L’art. 612 c.p.c., pertanto, consente di fissare le modalità di attuazione di una determinata condotta materiale fungibile in sostituzione del debitore (nel caso invece della condanna al pagamento di una somma di denaro che indichi specifiche modalità di adempimento non può in alcun modo essere qualificata come condanna relativa ad un obbligo di fare e non può trovare esecuzione attraverso il procedimento di cui agli artt. 612 c.p.c. e ss., ma esclusivamente attraverso il processo esecutivo di espropriazione forzata: così Cass., 02/10/2018, n. 23900).
Solo il procedimento di cui all’art 612 c.p.c. consente di individuare le concrete modalità tecnico-giuridiche dell’arretramento idoneo a osservare le distanze legali, in quanto si tratta di modalità che investono la fase dell’esecuzione nell’ambito dello specifico procedimento (così anche Cass. civ. Sez. II, Sent., 16-06-2016, n. 12479).

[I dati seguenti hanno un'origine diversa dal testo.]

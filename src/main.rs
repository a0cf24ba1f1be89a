// src/main.rs

mod cli;
mod commands;

use anyhow::Result;
use clap::{CommandFactory, Parser};
use cli::{Cli, Commands};
use commands::{Session, UsageError};
use std::process::ExitCode;
use tracing_subscriber::EnvFilter;

const EXIT_FAILED: u8 = 1;
const EXIT_USAGE: u8 = 2;
const EXIT_UNSATISFIABLE: u8 = 3;
const EXIT_ERROR: u8 = 4;

fn main() -> ExitCode {
    let cli = Cli::parse();

    let filter = if cli.verbose {
        EnvFilter::new("debug")
    } else if cli.quiet {
        EnvFilter::new("warn")
    } else {
        EnvFilter::try_from_default_env().unwrap_or_else(|_| EnvFilter::new("info"))
    };
    tracing_subscriber::fmt()
        .with_env_filter(filter)
        .with_writer(std::io::stderr)
        .init();

    match run(cli) {
        Ok(()) => ExitCode::SUCCESS,
        Err(e) => {
            eprintln!("Error: {:#}", e);
            ExitCode::from(exit_code(&e))
        }
    }
}

fn run(cli: Cli) -> Result<()> {
    if let Commands::Completions { shell } = cli.command {
        clap_complete::generate(shell, &mut Cli::command(), "spackle", &mut std::io::stdout());
        return Ok(());
    }

    let session = Session::open(cli.config.as_deref())?;
    match cli.command {
        Commands::Install {
            specs,
            jobs,
            keep_stage,
            dry_run,
            fresh,
        } => commands::cmd_install(&session, &specs, jobs, keep_stage, dry_run, fresh, cli.quiet),
        Commands::Concretize { specs, long, fresh } => {
            commands::cmd_concretize(&session, &specs, long, fresh)
        }
        Commands::Uninstall {
            query,
            dependents,
            yes,
        } => commands::cmd_uninstall(&session, &query, dependents, yes),
        Commands::Find { query, explicit } => {
            commands::cmd_find(&session, query.as_deref(), explicit)
        }
        Commands::Completions { .. } => Ok(()),
    }
}

fn exit_code(e: &anyhow::Error) -> u8 {
    if e.downcast_ref::<UsageError>().is_some() {
        return EXIT_USAGE;
    }
    match e.downcast_ref::<spackle::Error>() {
        Some(spackle::Error::BuildFailed(_) | spackle::Error::Cancelled) => EXIT_FAILED,
        Some(spackle::Error::ParseError(_)) => EXIT_USAGE,
        Some(spackle::Error::Unsatisfiable(_) | spackle::Error::NotFound(_)) => EXIT_UNSATISFIABLE,
        _ => EXIT_ERROR,
    }
}
// src/spec/parser.rs

//! Spec-string parser
//!
//! Grammar (whitespace between tokens is ignored):
//!
//! ```text
//! spec     := node ( '^' node )*
//! node     := [name] ( '@' versions
//!                    | '+' variant | '~' variant
//!                    | key '=' value
//!                    | '%' compiler [ '@' versions ] )*
//! ```
//!
//! The keys `arch`, `platform`, `os` and `target` set architecture parts;
//! any other key is a valued variant. A target may be a range such as
//! `target=x86_64:` or `target=nehalem:skylake`.

use super::{
    AbstractSpec, ArchConstraint, ArchField, CompilerConstraint, DepTypes, DependencyConstraint,
    VariantValue,
};
use crate::error::{Error, Result};
use crate::version::VersionConstraint;

struct Parser<'a> {
    input: &'a str,
    pos: usize,
}

fn is_ident_char(c: char) -> bool {
    c.is_ascii_alphanumeric() || matches!(c, '_' | '-' | '.')
}

fn is_version_char(c: char) -> bool {
    c.is_ascii_alphanumeric() || matches!(c, '_' | '-' | '.' | ':' | ',')
}

fn is_value_char(c: char) -> bool {
    c.is_ascii_alphanumeric() || matches!(c, '_' | '-' | '.' | ',' | '*' | '/' | ':')
}

impl<'a> Parser<'a> {
    fn new(input: &'a str) -> Self {
        Self { input, pos: 0 }
    }

    fn peek(&self) -> Option<char> {
        self.input[self.pos..].chars().next()
    }

    fn bump(&mut self) {
        if let Some(c) = self.peek() {
            self.pos += c.len_utf8();
        }
    }

    fn skip_ws(&mut self) {
        while self.peek().is_some_and(char::is_whitespace) {
            self.bump();
        }
    }

    fn take_while(&mut self, pred: impl Fn(char) -> bool) -> &'a str {
        let start = self.pos;
        while self.peek().is_some_and(&pred) {
            self.bump();
        }
        &self.input[start..self.pos]
    }

    fn error(&self, msg: impl Into<String>) -> Error {
        Error::ParseError(format!(
            "{} at position {} in '{}'",
            msg.into(),
            self.pos,
            self.input
        ))
    }

    fn ident(&mut self, what: &str) -> Result<&'a str> {
        self.skip_ws();
        let ident = self.take_while(is_ident_char);
        if ident.is_empty() {
            return Err(self.error(format!("expected {}", what)));
        }
        Ok(ident)
    }

    fn versions(&mut self) -> Result<VersionConstraint> {
        self.skip_ws();
        let text = self.take_while(is_version_char);
        if text.is_empty() {
            return Err(self.error("expected a version after '@'"));
        }
        VersionConstraint::parse(text)
    }

    fn set_variant(
        &self,
        node: &mut AbstractSpec,
        name: &str,
        value: VariantValue,
    ) -> Result<()> {
        if node.variants.insert(name.to_string(), value).is_some() {
            return Err(self.error(format!("variant '{}' given twice", name)));
        }
        Ok(())
    }

    fn set_arch(&self, node: &mut AbstractSpec, arch: ArchConstraint) -> Result<()> {
        node.arch = node
            .arch
            .intersect(&arch)
            .map_err(|field| self.error(format!("conflicting {} values", field)))?;
        Ok(())
    }

    /// Parse one node, stopping at '^' or end of input
    fn node(&mut self) -> Result<AbstractSpec> {
        let mut node = AbstractSpec::default();
        let mut seen_any = false;

        loop {
            self.skip_ws();
            let Some(c) = self.peek() else { break };
            match c {
                '^' => break,
                '@' => {
                    self.bump();
                    if !node.versions.is_any() {
                        return Err(self.error("version given twice"));
                    }
                    node.versions = self.versions()?;
                }
                '+' | '~' => {
                    self.bump();
                    let name = self.ident("a variant name")?;
                    self.set_variant(&mut node, name, VariantValue::Bool(c == '+'))?;
                }
                '%' => {
                    self.bump();
                    if node.compiler.is_some() {
                        return Err(self.error("compiler given twice"));
                    }
                    let name = self.ident("a compiler name")?;
                    let versions = if self.peek() == Some('@') {
                        self.bump();
                        self.versions()?
                    } else {
                        VersionConstraint::Any
                    };
                    node.compiler = Some(CompilerConstraint::new(name, versions));
                }
                c if is_ident_char(c) => {
                    let word = self.ident("a name")?;
                    if self.peek() == Some('=') {
                        self.bump();
                        let value = self.take_while(is_value_char);
                        if value.is_empty() {
                            return Err(self.error(format!("missing value for '{}'", word)));
                        }
                        match word {
                            "arch" | "architecture" => {
                                let arch = ArchConstraint::parse_triple(value)?;
                                self.set_arch(&mut node, arch)?;
                            }
                            "platform" | "os" | "target" => {
                                let field = match word {
                                    "platform" => ArchField::Platform,
                                    "os" => ArchField::Os,
                                    _ => ArchField::Target,
                                };
                                let arch = ArchConstraint::default().with_field(field, value)?;
                                self.set_arch(&mut node, arch)?;
                            }
                            _ => self.set_variant(&mut node, word, VariantValue::parse(value))?,
                        }
                    } else if node.name.is_none() && !seen_any {
                        node.name = Some(word.to_string());
                    } else {
                        return Err(self.error(format!(
                            "unexpected '{}'; a package name must come first",
                            word
                        )));
                    }
                }
                other => return Err(self.error(format!("unexpected character '{}'", other))),
            }
            seen_any = true;
        }

        Ok(node)
    }
}

/// Parse a root spec with optional `^dependency` constraints
pub(super) fn parse_spec(input: &str) -> Result<AbstractSpec> {
    let mut parser = Parser::new(input);
    let mut root = parser.node()?;

    loop {
        parser.skip_ws();
        match parser.peek() {
            None => break,
            Some('^') => {
                parser.bump();
                let dep = parser.node()?;
                let Some(name) = dep.name.clone() else {
                    return Err(parser.error("a dependency after '^' must name a package"));
                };
                let merged = match root.dependencies.get(&name) {
                    Some(existing) => existing
                        .spec
                        .intersect(&dep)
                        .map_err(|e| parser.error(e.to_string()))?,
                    None => dep,
                };
                root.dependencies.insert(
                    name,
                    DependencyConstraint {
                        spec: merged,
                        deptypes: DepTypes::NONE,
                    },
                );
            }
            Some(c) => return Err(parser.error(format!("unexpected character '{}'", c))),
        }
    }

    Ok(root)
}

Al caso di specie non risulta applicabile l’art. 2933, comma 2, c.c., che limita l’esecuzione forzata degli obblighi di non fare (recte, di distruggere l’opus realizzato in violazione di un obbligo di non fare), vietando la distruzione della cosa che sia di pregiudizio all’economia nazionale. La norma, infatti, va riferita alle sole fonti di produzione o distribuzione della ricchezza dell’intero Paese e, pertanto, non è invocabile per evitare lo spostamento di una costruzione alla distanza prescritta, comportando la persistenza di detta costruzione, al contrario, una lesione di rilevanti interessi individuali (Cassazione civile sez. II, 31/10/2017, n.25890).
In conclusione, vige nel nostro ordinamento il principio di diritto, più volte sancito dalla Corte, in virtù del quale, in materia di esecuzione forzata degli obblighi di fare e di non fare, spetta al giudice dell’esecuzione accertare la portata sostanziale della sentenza di cognizione e determinare le modalità di esecuzione dell’obbligo idonee a ricondurre la situazione di fatto alla regolamentazione del rapporto ivi stabilita, nonché verificare la corrispondenza a tale regolamentazione del risultato indicato dalla parte istante nel precetto e, se del caso, disporre le opere necessarie a realizzarlo, con provvedimento impugnabile con appello ove si discosti da quanto stabilito nel titolo da eseguire, giacché in tal caso esso non costituisce più manifestazione dei poteri del giudice dell’esecuzione e conseguentemente non è impugnabile nelle forme proprie degli atti esecutivi e dell’opposizione a questi, ex art. 617 c.p.c. (Cass. 12 Dicembre 2018, n. 32196; Cass. 14 marzo 2003, n. 3786).